Each line of the records below that holds "source" should be copied out.
################
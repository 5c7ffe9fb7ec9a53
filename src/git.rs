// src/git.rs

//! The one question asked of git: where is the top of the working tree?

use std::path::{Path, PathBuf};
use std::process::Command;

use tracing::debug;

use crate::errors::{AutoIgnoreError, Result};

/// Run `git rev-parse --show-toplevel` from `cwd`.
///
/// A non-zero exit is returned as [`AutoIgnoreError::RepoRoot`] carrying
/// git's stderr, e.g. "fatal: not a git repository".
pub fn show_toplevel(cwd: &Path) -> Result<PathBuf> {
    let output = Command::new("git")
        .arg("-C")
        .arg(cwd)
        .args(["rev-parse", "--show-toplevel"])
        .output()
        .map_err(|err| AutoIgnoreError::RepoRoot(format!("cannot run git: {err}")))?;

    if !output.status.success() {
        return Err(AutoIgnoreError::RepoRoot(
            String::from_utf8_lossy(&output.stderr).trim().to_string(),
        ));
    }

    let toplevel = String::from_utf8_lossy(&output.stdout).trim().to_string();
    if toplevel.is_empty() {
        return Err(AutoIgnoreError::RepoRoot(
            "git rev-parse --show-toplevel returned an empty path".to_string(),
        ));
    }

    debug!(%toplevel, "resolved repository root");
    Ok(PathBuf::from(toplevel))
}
################
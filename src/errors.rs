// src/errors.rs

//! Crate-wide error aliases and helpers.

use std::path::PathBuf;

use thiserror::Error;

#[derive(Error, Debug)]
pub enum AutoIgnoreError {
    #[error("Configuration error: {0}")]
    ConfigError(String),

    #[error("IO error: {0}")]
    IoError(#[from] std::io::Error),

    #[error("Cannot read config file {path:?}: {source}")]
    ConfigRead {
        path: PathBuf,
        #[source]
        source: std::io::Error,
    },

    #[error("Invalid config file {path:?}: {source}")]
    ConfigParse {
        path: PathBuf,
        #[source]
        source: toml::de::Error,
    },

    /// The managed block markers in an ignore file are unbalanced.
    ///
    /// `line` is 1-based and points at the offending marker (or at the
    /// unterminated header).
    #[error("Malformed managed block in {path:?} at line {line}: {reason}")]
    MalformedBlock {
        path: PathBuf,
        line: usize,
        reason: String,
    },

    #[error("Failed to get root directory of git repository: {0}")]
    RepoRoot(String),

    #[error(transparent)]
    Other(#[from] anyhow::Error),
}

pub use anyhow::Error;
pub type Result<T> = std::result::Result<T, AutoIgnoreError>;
################
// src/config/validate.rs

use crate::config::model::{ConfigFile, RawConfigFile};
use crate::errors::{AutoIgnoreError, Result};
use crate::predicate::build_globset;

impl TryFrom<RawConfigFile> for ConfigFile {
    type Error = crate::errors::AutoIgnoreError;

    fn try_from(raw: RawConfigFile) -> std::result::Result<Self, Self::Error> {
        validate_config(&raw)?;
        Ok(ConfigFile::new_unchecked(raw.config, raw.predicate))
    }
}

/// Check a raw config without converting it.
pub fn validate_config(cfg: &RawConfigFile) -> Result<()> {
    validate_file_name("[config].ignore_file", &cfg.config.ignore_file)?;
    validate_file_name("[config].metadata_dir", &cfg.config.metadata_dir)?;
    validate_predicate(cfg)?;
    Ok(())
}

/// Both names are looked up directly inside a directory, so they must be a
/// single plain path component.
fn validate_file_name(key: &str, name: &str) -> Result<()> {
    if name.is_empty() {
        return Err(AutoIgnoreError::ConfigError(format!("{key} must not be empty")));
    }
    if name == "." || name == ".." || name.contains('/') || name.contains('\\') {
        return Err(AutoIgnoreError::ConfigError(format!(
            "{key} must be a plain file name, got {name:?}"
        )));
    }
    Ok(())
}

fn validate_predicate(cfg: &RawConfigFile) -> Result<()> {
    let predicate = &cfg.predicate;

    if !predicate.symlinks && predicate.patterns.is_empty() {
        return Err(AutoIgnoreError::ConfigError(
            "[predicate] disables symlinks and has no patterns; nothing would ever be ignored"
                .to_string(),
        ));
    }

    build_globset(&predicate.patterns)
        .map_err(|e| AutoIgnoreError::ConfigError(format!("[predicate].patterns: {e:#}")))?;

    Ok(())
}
################
## EXPECTED ANSWER
    #[error("Cannot read config file {path:?}: {source}")]
        #[source]
        source: std::io::Error,
    #[error("Invalid config file {path:?}: {source}")]
        #[source]
        source: toml::de::Error,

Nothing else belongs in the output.